* _Exercise_
Lines holding the string "crate": copy each one from the listing below.

(Input begins)

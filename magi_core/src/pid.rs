//! PID feedback on the filtered setpoint.
//!
//! Integral and derivative use the measured time between evaluations. The
//! integral term is kept in output units and clamped to the output limits so
//! a long saturation does not wind it up.

use std::time::Instant;

#[derive(Debug, Clone, Copy, PartialEq)]
pub struct PidGains {
    pub kp: f64,
    pub ki: f64,
    pub kd: f64,
}

#[derive(Debug, Clone)]
pub struct Pid {
    gains: PidGains,
    output_min: f64,
    output_max: f64,
    integral: f64,
    last_error: Option<f64>,
    last_time: Instant,
}

impl Pid {
    pub fn new(gains: PidGains, output_min: f64, output_max: f64, now: Instant) -> Self {
        Self {
            gains,
            output_min,
            output_max,
            integral: 0.0,
            last_error: None,
            last_time: now,
        }
    }

    /// Forget accumulated state; the next derivative term is zero.
    pub fn reset(&mut self, now: Instant) {
        self.integral = 0.0;
        self.last_error = None;
        self.last_time = now;
    }

    /// Integral contribution, in output units.
    pub fn integral(&self) -> f64 {
        self.integral
    }

    /// Compute the clamped output for one evaluation at `now`.
    pub fn update(&mut self, setpoint: f64, measured: f64, now: Instant) -> f64 {
        let dt = now.saturating_duration_since(self.last_time).as_secs_f64();
        let error = setpoint - measured;

        let p = self.gains.kp * error;
        self.integral = (self.integral + self.gains.ki * error * dt)
            .clamp(self.output_min, self.output_max);
        let d = match self.last_error {
            Some(prev) if dt > 0.0 => self.gains.kd * (error - prev) / dt,
            _ => 0.0,
        };

        self.last_error = Some(error);
        self.last_time = now;
        (p + self.integral + d).clamp(self.output_min, self.output_max)
    }
}
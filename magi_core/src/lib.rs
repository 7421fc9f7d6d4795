#![cfg_attr(all(not(debug_assertions), not(test)), deny(warnings))]
#![cfg_attr(
    all(not(debug_assertions), not(test)),
    deny(clippy::all, clippy::pedantic, clippy::nursery)
)]
#![allow(
    clippy::module_name_repetitions,
    clippy::missing_errors_doc,
    clippy::cast_precision_loss,
    clippy::cast_possible_truncation
)]
#![cfg_attr(not(test), deny(clippy::unwrap_used, clippy::expect_used))]
//! Core instrument logic (hardware-agnostic).
//!
//! All hardware interactions go through `magi_traits::Sensor` and
//! `magi_traits::Heater`.
//!
//! ## Architecture
//!
//! - **Temperature control**: polynomial calibration (`calibration`), setpoint
//!   pre-filter (`prefilter`), PID (`pid`) and the loop thread with its shared
//!   temperature (`control`, `shared`, `builder`)
//! - **Curve analysis**: Butterworth second-order sections (`dsp`), per-well
//!   conditioning (`curves`), time-to-positive (`ttp`) and the file-level
//!   analysis API (`analysis`)
//! - **Data**: raw per-well sample files (`store`)
//! - **Actions**: client action parsing and dispatch (`api`)

pub mod analysis;
pub mod api;
pub mod builder;
pub mod calibration;
pub mod config;
pub mod control;
pub mod conversions;
pub mod curves;
pub mod dsp;
pub mod error;
pub mod hw_error;
pub mod mocks;
pub mod pid;
pub mod prefilter;
pub mod shared;
pub mod status;
pub mod store;
pub mod ttp;

pub use analysis::{AnalysisReport, analyze, analyze_samples};
pub use api::{Action, Instrument, Reply};
pub use calibration::{Calibration, calibrate};
pub use config::{AnalysisParams, ControlCfg, Roi, WellLayout};
pub use control::{CycleSample, TemperatureController};
pub use curves::{CurvePoint, FilteredSet, filter_curves};
pub use error::{BuildError, MagiError, Report, Result};
pub use prefilter::{PreFilterState, prefilter};
pub use shared::SharedTemperature;
pub use status::{LoopState, LoopStatus};
pub use store::{RawSampleStore, RawWellSample, load_raw_samples};
pub use ttp::{TTP_NOT_DETECTED, time_to_positive};
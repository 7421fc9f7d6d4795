//! Per-well curve conditioning: warm-up cut, dropout repair, zero-phase
//! Butterworth smoothing, then shift and scale to [0, 1].

use serde::Serialize;

use crate::config::AnalysisParams;
use crate::dsp::{Sos, butter_lowpass};
use crate::error::{MagiError, Result};
use crate::store::RawWellSample;

/// Filter order of the smoothing low-pass.
pub const FILTER_ORDER: usize = 6;
/// Raw values below this are sensor dropouts.
pub const DROPOUT_FLOOR: f64 = 2.0;
/// Cutoff ceiling as a fraction of Nyquist.
const MAX_CUTOFF_RATIO: f64 = 0.999;

#[derive(Debug, Clone, Copy, PartialEq, Serialize)]
pub struct CurvePoint {
    pub x: f64,
    pub y: f64,
}

/// Sampling figures the low-pass was designed from.
#[derive(Debug, Clone, Copy, PartialEq)]
pub struct FilterDesign {
    pub samples: usize,
    /// Minutes from the first raw sample to the last retained one.
    pub span_min: f64,
    /// Samples per minute.
    pub sample_rate: f64,
    pub nyquist: f64,
    /// Cycles per minute.
    pub cutoff: f64,
}

impl FilterDesign {
    fn new(time_min: &[f64], filter_factor: f64) -> Result<Self> {
        let samples = time_min.len();
        if samples < 2 {
            return Err(MagiError::Data(format!(
                "need at least 2 samples after the warm-up cut, got {samples}"
            ))
            .into());
        }
        let span_min = time_min[samples - 1];
        if span_min.is_nan() || span_min <= 0.0 {
            return Err(MagiError::Data("samples span no time".into()).into());
        }
        let sample_rate = samples as f64 / span_min;
        let nyquist = sample_rate / 2.0;
        let mut cutoff = nyquist / filter_factor;
        if cutoff >= nyquist {
            cutoff = MAX_CUTOFF_RATIO * nyquist;
        }
        Ok(Self {
            samples,
            span_min,
            sample_rate,
            nyquist,
            cutoff,
        })
    }

    fn sos(&self) -> Result<Sos> {
        Ok(butter_lowpass(FILTER_ORDER, self.cutoff / self.nyquist)?)
    }
}

/// Output of the pipeline for every well of one raw file.
#[derive(Debug, Clone, PartialEq)]
pub struct FilteredSet {
    /// Minutes since the first raw sample, retained samples only.
    pub time_min: Vec<f64>,
    /// One normalized curve per well, each `time_min.len()` long.
    pub curves: Vec<Vec<f64>>,
    pub design: FilterDesign,
}

impl FilteredSet {
    pub fn points(&self, well: usize) -> Vec<CurvePoint> {
        self.curves.get(well).map_or_else(Vec::new, |c| {
            self.time_min
                .iter()
                .zip(c)
                .map(|(&x, &y)| CurvePoint { x, y })
                .collect()
        })
    }
}

/// Replace each value below [`DROPOUT_FLOOR`] after the first with its
/// (already repaired) predecessor.
pub fn repair_dropouts(y: &mut [f64]) {
    for i in 1..y.len() {
        if y[i] < DROPOUT_FLOOR {
            y[i] = y[i - 1];
        }
    }
}

/// Subtract the minimum then divide by the resulting maximum. A flat curve
/// becomes all zeros.
pub fn normalize(y: &mut [f64]) {
    let min = y.iter().copied().fold(f64::INFINITY, f64::min);
    y.iter_mut().for_each(|v| *v -= min);
    let max = y.iter().copied().fold(0.0, f64::max);
    if max > 0.0 && max.is_finite() {
        y.iter_mut().for_each(|v| *v /= max);
    } else {
        y.iter_mut().for_each(|v| *v = 0.0);
    }
}

/// Run every well of `samples` through the pipeline.
pub fn filter_curves(
    samples: &[RawWellSample],
    wells: usize,
    params: &AnalysisParams,
) -> Result<FilteredSet> {
    params.validate()?;
    if wells == 0 {
        return Err(MagiError::Config("well layout has zero wells".into()).into());
    }
    let Some(first) = samples.first() else {
        return Err(MagiError::Data("no raw samples".into()).into());
    };
    if let Some((i, s)) = samples.iter().enumerate().find(|(_, s)| s.values.len() < wells) {
        return Err(MagiError::Data(format!(
            "sample {i} has {} values, layout needs {wells}",
            s.values.len()
        ))
        .into());
    }

    let t0 = first.timestamp;
    let retained: Vec<(f64, &RawWellSample)> = samples
        .iter()
        .map(|s| ((s.timestamp - t0) as f64 / 60.0, s))
        .filter(|(t, _)| *t >= params.cut_time_min)
        .collect();
    let time_min: Vec<f64> = retained.iter().map(|(t, _)| *t).collect();

    let design = FilterDesign::new(&time_min, params.filter_factor)?;
    let sos = design.sos()?;
    tracing::info!(
        n = design.samples,
        span_min = design.span_min,
        fs = design.sample_rate,
        nyquist = design.nyquist,
        cutoff = design.cutoff,
        "filter parameters"
    );

    let curves = (0..wells)
        .map(|well| {
            let mut raw: Vec<f64> = retained.iter().map(|(_, s)| s.values[well]).collect();
            repair_dropouts(&mut raw);
            let raw_max = raw.iter().copied().fold(f64::NEG_INFINITY, f64::max);

            let mut y = sos.filtfilt(&raw);
            normalize(&mut y);
            if raw_max < params.threshold {
                tracing::debug!(well, raw_max, "below noise threshold");
                y.iter_mut().for_each(|v| *v = 0.0);
            }
            y
        })
        .collect();

    Ok(FilteredSet {
        time_min,
        curves,
        design,
    })
}

#[cfg(test)]
mod tests {
    use super::*;
    use rstest::rstest;

    fn series(values: &[&[f64]], step_s: i64) -> Vec<RawWellSample> {
        values
            .iter()
            .enumerate()
            .map(|(i, v)| RawWellSample {
                timestamp: 1_000 + i as i64 * step_s,
                values: v.to_vec(),
            })
            .collect()
    }

    #[rstest]
    #[case(vec![5.0, 1.0, 0.0, 7.0], vec![5.0, 5.0, 5.0, 7.0])]
    #[case(vec![0.5, 3.0, 1.9], vec![0.5, 3.0, 3.0])]
    #[case(vec![2.0, 2.0], vec![2.0, 2.0])]
    fn dropouts_take_the_previous_value(#[case] mut y: Vec<f64>, #[case] expected: Vec<f64>) {
        repair_dropouts(&mut y);
        assert_eq!(y, expected);
    }

    #[test]
    fn normalize_spans_unit_interval() {
        let mut y = vec![3.0, 5.0, 7.0];
        normalize(&mut y);
        assert_eq!(y, vec![0.0, 0.5, 1.0]);
        let mut flat = vec![4.0; 5];
        normalize(&mut flat);
        assert!(flat.iter().all(|v| *v == 0.0));
    }

    #[test]
    fn cut_time_drops_early_samples_but_keeps_the_time_origin() {
        let rows: Vec<Vec<f64>> = (0..40).map(|i| vec![10.0 + i as f64]).collect();
        let refs: Vec<&[f64]> = rows.iter().map(Vec::as_slice).collect();
        let params = AnalysisParams {
            cut_time_min: 1.0,
            ..AnalysisParams::default()
        };
        let set = filter_curves(&series(&refs, 6), 1, &params).unwrap();
        // 6 s steps: samples at >= 60 s remain
        assert_eq!(set.time_min.len(), 30);
        assert_eq!(set.time_min[0], 1.0);
        assert_eq!(set.curves[0].len(), 30);
    }

    #[test]
    fn unity_filter_factor_clamps_cutoff_below_nyquist() {
        let rows: Vec<Vec<f64>> = (0..20).map(|i| vec![10.0 + i as f64]).collect();
        let refs: Vec<&[f64]> = rows.iter().map(Vec::as_slice).collect();
        let params = AnalysisParams {
            filter_factor: 1.0,
            ..AnalysisParams::default()
        };
        let set = filter_curves(&series(&refs, 6), 1, &params).unwrap();
        assert!((set.design.cutoff / set.design.nyquist - 0.999).abs() < 1e-12);
    }

    #[test]
    fn too_few_samples_after_cut_is_an_error() {
        let params = AnalysisParams {
            cut_time_min: 10.0,
            ..AnalysisParams::default()
        };
        let err = filter_curves(&series(&[&[5.0], &[6.0], &[7.0]], 6), 1, &params).unwrap_err();
        assert!(matches!(
            err.downcast_ref::<MagiError>(),
            Some(MagiError::Data(_))
        ));
    }

    #[test]
    fn short_rows_are_rejected() {
        let err = filter_curves(&series(&[&[5.0, 6.0], &[6.0]], 6), 2, &AnalysisParams::default())
            .unwrap_err();
        assert!(err.to_string().contains("layout needs 2"), "{err}");
    }
}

(Input ends)

* _Reply_
use crate::config::AnalysisParams;
use crate::dsp::{Sos, butter_lowpass};
use crate::error::{MagiError, Result};
use crate::store::RawWellSample;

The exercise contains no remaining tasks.